Across the whole listing, how many lines hold the word "display"? Reply with the number by itself.

►

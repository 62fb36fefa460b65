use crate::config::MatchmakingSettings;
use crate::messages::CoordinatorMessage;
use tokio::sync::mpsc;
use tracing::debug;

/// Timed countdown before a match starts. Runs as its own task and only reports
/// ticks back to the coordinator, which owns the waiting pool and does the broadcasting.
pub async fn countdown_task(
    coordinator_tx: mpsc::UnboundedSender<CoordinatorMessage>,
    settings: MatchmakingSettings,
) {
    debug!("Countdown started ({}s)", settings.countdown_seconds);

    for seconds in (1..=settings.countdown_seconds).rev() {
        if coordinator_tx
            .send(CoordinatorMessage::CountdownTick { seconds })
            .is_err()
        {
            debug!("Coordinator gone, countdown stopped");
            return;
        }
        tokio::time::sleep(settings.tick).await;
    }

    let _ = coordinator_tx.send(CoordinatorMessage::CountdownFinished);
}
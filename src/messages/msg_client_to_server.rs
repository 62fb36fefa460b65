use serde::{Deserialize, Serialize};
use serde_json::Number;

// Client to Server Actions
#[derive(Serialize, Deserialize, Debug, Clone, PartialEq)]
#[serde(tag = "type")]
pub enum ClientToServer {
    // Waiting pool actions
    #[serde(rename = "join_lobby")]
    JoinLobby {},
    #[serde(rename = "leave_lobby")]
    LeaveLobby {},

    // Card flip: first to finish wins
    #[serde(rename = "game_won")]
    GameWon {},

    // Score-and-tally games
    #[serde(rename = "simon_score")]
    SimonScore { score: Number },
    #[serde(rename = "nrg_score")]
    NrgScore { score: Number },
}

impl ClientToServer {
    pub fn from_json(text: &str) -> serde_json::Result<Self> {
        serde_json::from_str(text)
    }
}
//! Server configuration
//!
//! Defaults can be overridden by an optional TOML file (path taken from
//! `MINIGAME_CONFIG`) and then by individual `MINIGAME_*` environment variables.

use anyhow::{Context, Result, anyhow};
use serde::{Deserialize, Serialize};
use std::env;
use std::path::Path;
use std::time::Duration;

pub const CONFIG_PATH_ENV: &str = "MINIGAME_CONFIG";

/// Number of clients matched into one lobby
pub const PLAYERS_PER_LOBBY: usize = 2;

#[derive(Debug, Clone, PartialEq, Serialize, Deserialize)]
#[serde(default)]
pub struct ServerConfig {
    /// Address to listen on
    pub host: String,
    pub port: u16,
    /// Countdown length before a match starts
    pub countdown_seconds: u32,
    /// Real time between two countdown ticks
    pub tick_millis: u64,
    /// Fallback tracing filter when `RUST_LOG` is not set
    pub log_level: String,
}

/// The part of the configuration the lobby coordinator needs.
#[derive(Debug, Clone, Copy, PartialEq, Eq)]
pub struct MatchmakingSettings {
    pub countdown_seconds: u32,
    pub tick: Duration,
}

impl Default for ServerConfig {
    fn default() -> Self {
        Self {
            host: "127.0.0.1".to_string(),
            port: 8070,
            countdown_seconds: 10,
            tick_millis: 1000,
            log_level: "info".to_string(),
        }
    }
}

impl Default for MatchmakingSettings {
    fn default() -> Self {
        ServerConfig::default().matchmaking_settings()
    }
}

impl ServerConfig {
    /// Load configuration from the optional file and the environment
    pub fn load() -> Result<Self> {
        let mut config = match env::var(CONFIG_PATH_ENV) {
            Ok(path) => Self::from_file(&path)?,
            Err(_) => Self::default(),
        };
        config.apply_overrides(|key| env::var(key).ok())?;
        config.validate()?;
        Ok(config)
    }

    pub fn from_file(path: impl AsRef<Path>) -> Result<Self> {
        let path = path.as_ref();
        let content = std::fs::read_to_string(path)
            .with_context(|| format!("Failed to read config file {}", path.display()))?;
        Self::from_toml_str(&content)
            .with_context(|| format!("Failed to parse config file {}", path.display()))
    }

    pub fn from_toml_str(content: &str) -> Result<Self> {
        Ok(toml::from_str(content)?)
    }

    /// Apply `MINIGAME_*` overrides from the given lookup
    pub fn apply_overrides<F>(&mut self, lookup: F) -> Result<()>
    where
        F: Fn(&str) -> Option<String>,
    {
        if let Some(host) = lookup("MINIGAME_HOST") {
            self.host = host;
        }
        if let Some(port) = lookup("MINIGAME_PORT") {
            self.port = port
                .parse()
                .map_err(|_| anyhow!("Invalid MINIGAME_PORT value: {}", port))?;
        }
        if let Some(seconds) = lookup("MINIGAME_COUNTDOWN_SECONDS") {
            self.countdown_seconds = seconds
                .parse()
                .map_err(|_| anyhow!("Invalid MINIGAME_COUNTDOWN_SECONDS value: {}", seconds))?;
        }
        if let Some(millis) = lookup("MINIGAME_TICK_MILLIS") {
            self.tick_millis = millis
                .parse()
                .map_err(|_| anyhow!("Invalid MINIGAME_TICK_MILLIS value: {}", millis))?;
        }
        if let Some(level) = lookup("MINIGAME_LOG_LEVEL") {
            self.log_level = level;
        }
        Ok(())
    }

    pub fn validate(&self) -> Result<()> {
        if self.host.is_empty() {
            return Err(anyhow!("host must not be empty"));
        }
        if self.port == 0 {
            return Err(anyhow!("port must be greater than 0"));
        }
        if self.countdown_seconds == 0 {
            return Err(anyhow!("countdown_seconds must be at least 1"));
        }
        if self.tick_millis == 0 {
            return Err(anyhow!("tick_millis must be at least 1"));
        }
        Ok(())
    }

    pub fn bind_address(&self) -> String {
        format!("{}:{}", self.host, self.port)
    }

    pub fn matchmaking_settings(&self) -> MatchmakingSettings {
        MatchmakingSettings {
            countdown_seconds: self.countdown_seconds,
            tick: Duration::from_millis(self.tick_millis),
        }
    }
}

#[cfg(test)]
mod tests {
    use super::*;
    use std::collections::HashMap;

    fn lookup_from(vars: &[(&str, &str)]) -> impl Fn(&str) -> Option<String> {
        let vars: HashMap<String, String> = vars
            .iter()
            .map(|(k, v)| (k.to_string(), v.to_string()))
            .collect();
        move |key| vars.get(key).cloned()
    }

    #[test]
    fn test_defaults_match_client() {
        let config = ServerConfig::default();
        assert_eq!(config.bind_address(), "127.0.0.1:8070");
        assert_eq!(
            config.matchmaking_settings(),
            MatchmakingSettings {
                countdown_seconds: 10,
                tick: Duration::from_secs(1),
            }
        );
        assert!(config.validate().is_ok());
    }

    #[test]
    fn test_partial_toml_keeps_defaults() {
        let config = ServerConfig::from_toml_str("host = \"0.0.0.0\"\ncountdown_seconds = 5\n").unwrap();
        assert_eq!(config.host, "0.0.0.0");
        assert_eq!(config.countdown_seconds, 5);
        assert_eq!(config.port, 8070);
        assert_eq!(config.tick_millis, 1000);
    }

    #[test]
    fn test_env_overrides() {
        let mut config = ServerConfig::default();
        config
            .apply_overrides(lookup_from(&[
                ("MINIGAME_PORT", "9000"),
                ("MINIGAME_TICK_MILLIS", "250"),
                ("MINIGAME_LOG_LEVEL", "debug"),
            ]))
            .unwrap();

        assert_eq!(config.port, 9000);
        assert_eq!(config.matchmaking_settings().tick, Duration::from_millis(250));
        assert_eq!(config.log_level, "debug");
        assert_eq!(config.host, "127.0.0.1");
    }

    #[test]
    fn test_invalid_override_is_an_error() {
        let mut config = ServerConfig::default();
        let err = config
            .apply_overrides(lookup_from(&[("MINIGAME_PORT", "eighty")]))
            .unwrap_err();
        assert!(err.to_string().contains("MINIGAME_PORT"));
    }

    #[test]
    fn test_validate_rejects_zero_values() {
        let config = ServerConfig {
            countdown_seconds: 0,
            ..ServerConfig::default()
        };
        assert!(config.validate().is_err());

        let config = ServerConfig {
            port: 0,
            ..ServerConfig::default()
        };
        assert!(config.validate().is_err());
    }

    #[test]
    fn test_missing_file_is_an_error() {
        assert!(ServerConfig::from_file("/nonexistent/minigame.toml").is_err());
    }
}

◄

Your solution:
2